He seems to spend most of his time doing aquascapaes and photography, not measuring levels or trying new dosing routines or playing with light spectrums and CO2 levels.

He also gave no reason for turning CO2 off at night other than it's "Taboo in Japan".

A person can make even an odd method work, but that does not mean the method is good for most folks or repeatable with your tap water.

The other thing about the measurements: what type of test method was used and at what point in time was the measurement taken, like the time of day and also relative to the large weeekly water changes.

It's interesting his large water change routines and my own suggestion to that effect were arrived at independently. Dutch also did this. They had tap water with high NO3 and PO4. All they needed was K+ and trace and CO2. I had tap water with high PO4. 

So who knows what the test mean. The routine is what matters, not some time slice of some measurements. That's not quite useless and certainly misleading. 

River flows are often very low in nutrient level but they are not depeleted due to unidirectional flows, when applying this a tank which is more like a small pond, this level would quickly be removed.

Rivers have high algae growth like some lakes even at very very low levels of nuttrients, so the low levels of nutrients, in and of themselves do not help reduce algae.

The NO3 levels in my study site are around 0.5ppm NO3 and I used the best testing method available in the state of FL. Algae is highly abundant at the site, so is plant growth. 

Hope this puts some of your hoopla over his measurements. 
I'd not worry as much about that, look at the designs though.....they will help you 

Regards, 
Tom Barr


----------



## Roger Miller (Jun 19, 2004)

I just want to clear up a misunderstanding before it goes too far.



niko said:


> COD - you may want to look at an older thread, we discussed COD there. Simplified COD is a way to measure how much Oxygen is consumed by organics AND inorganics in the water. Water with high consumption of Oxygen is considered "dirty". From what I understand 0 - 150 mg/L is considered low range COD. Amano has 4, meaning that his water is extremely clean.


0-150 ppm COD is the low range for the Hanna test kits. The Hanna kits are made to test "sewage"; 0-150 ppm might be low for sewage, but that is way high for healthy aquatic environment. COD is potentially lethal if it exceeds about 5 but it probably isn't a practical problem unless it gets quite a bit higher. COD may indicate serious problems at concentrations lower than 5, depending on what chemical is actually causing the COD. I don't have a lot of background on COD in planted aquariums. I expect that a COD of 4 is good, but not exceptional.
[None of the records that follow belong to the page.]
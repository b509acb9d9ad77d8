//! Sample group trip to Japan.
//!
//! Four travelers with overlapping but imperfect constraints, five cities
//! and four candidate routes.

#![allow(dead_code)]

use chrono::NaiveDate;

use trip_feasibility::evaluator::CandidateRoute;
use trip_feasibility::model::{
    Budget, DateWindow, Flexibility, Itinerary, Leg, Traveler, VisaStatus,
};

/// A catalog city with its average per-person cost.
#[derive(Debug, Clone)]
pub struct City {
    pub name: &'static str,
    pub country: &'static str,
    pub lat: f64,
    pub lng: f64,
    pub avg_cost: f64,
}

impl City {
    pub const fn new(name: &'static str, lat: f64, lng: f64, avg_cost: f64) -> Self {
        Self {
            name,
            country: "Japan",
            lat,
            lng,
            avg_cost,
        }
    }
}

// ============================================================================
// City Catalog
// ============================================================================

pub const CITIES: &[City] = &[
    City::new("Tokyo", 35.6762, 139.6503, 1500.0),
    City::new("Kyoto", 35.0116, 135.7681, 1200.0),
    City::new("Osaka", 34.6937, 135.5023, 1100.0),
    City::new("Hiroshima", 34.3853, 132.4553, 900.0),
    City::new("Nara", 34.6851, 135.8048, 800.0),
];

pub fn date(month: u32, day: u32) -> NaiveDate {
    NaiveDate::from_ymd_opt(2025, month, day).expect("valid fixture date")
}

/// A leg to a catalog city priced at its average cost.
pub fn leg(city: &str, month: u32, day: u32) -> Leg {
    let city = CITIES
        .iter()
        .find(|c| c.name == city)
        .unwrap_or_else(|| panic!("{city} is not in the catalog"));
    Leg::new(city.name, date(month, day), city.avg_cost)
        .with_country(city.country)
        .with_location(city.lat, city.lng)
}

// ============================================================================
// Travelers
// ============================================================================

pub fn sarah() -> Traveler {
    let mut traveler = Traveler::new("1", "Sarah Johnson");
    let constraints = &mut traveler.constraints;
    constraints.date_window = DateWindow::new(Some(date(1, 15)), Some(date(2, 15)));
    constraints.date_window.blackout_dates.insert(date(1, 12));
    constraints.budget = Budget::new(5000.0, 4200.0);
    constraints.airline_preferences = vec!["Delta".into(), "United".into()];
    constraints.non_negotiables.must_visit = vec!["Tokyo".into()];
    constraints.non_negotiables.cannot_travel = vec!["Jan 12".into()];
    constraints.flexibility = Flexibility::Flexible;
    traveler
}

pub fn john() -> Traveler {
    let mut traveler = Traveler::new("2", "John Smith");
    let constraints = &mut traveler.constraints;
    constraints.date_window = DateWindow::new(Some(date(1, 20)), Some(date(2, 20)));
    constraints.budget = Budget::new(3500.0, 3750.0);
    constraints.airline_preferences = vec!["American".into(), "Delta".into()];
    constraints.non_negotiables.must_visit = vec!["Kyoto".into()];
    constraints.flexibility = Flexibility::Strict;
    traveler
}

pub fn priya() -> Traveler {
    let mut traveler = Traveler::new("3", "Priya Patel");
    let constraints = &mut traveler.constraints;
    constraints.date_window = DateWindow::new(Some(date(1, 10)), Some(date(2, 3)));
    constraints.date_window.blackout_dates.insert(date(2, 3));
    constraints.budget = Budget::new(4500.0, 3900.0);
    constraints.passport_visa.status = VisaStatus::Pending;
    constraints.passport_visa.restrictions = vec!["China".into()];
    constraints.airline_preferences = vec!["United".into(), "ANA".into()];
    constraints.non_negotiables.must_visit = vec!["Osaka".into()];
    constraints.non_negotiables.cannot_travel = vec!["Feb 3".into()];
    constraints.flexibility = Flexibility::Flexible;
    traveler
}

pub fn david() -> Traveler {
    let mut traveler = Traveler::new("4", "David Chen");
    let constraints = &mut traveler.constraints;
    constraints.date_window = DateWindow::new(Some(date(1, 25)), Some(date(2, 10)));
    constraints.budget = Budget::new(6000.0, 4500.0);
    constraints.airline_preferences = vec!["ANA".into(), "JAL".into()];
    constraints.non_negotiables.must_visit = vec!["Tokyo".into(), "Kyoto".into()];
    constraints.flexibility = Flexibility::Strict;
    traveler
}

pub fn mock_travelers() -> Vec<Traveler> {
    vec![sarah(), john(), priya(), david()]
}

// ============================================================================
// Candidate Routes
// ============================================================================

/// Tokyo → Kyoto → Osaka, inside everyone's window.
pub fn classic_route() -> Itinerary {
    Itinerary::new(vec![
        leg("Tokyo", 1, 27),
        leg("Kyoto", 1, 30),
        leg("Osaka", 2, 2),
    ])
}

/// Tokyo → Osaka → Kyoto → Hiroshima, totalling $4,700 and arriving in
/// Hiroshima on Feb 3.
pub fn extended_route() -> Itinerary {
    Itinerary::new(vec![
        leg("Tokyo", 1, 28),
        leg("Osaka", 1, 30),
        leg("Kyoto", 2, 1),
        leg("Hiroshima", 2, 3),
    ])
}

/// Kyoto → Nara → Osaka → Tokyo.
pub fn kansai_first_route() -> Itinerary {
    Itinerary::new(vec![
        leg("Kyoto", 1, 26),
        leg("Nara", 1, 28),
        leg("Osaka", 1, 30),
        leg("Tokyo", 2, 1),
    ])
}

/// Tokyo → Hiroshima → Kyoto, running past David's and Priya's windows.
pub fn late_route() -> Itinerary {
    Itinerary::new(vec![
        leg("Tokyo", 2, 5),
        leg("Hiroshima", 2, 8),
        leg("Kyoto", 2, 12),
    ])
}

pub fn mock_routes() -> Vec<CandidateRoute> {
    vec![
        CandidateRoute::new("1", classic_route()),
        CandidateRoute::new("2", extended_route()),
        CandidateRoute::new("3", kansai_first_route()),
        CandidateRoute::new("4", late_route()),
    ]
}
Does anyone know what they are using to test COD?

Roger Miller


----------



## niko (Jan 28, 2004)

So if certain dangerous substance does not raise the COD reading why would one use the COD test to check the water polution?

That reminds me of the situation where tap water is checked for E. coli in order to monitor waste content, but other (more dangerous organisms) are not part of the standard test.

So, it seems that COD is just one of many parameters that could indicate clean water, right?

On another note - why does ADA finds it important to always publish NO2 content? Why not NH4, or K, Ca, Mg also?

--Nikolay


----------



## Roger Miller (Jun 19, 2004)

niko said:


> So if certain dangerous substance does not raise the COD reading why would one use the COD test to check the water polution?


In aquariums COD should be a pretty good measure of pollution, but it doesn't reflect the presence of any specific dangerous chemical. It does show how much oxygen would be consumed if the chemicals in the water all reacted. Figure that you probably have about 8-9 ppm of oxygen to start with and things in your aquarium will die if the oxygen concentration drops below 4-5 ppm. A COD of 5 ppm means that in the event of a power outage the oxygen level could drop to 3-4. If COD is 2 ppm then your tank is safe.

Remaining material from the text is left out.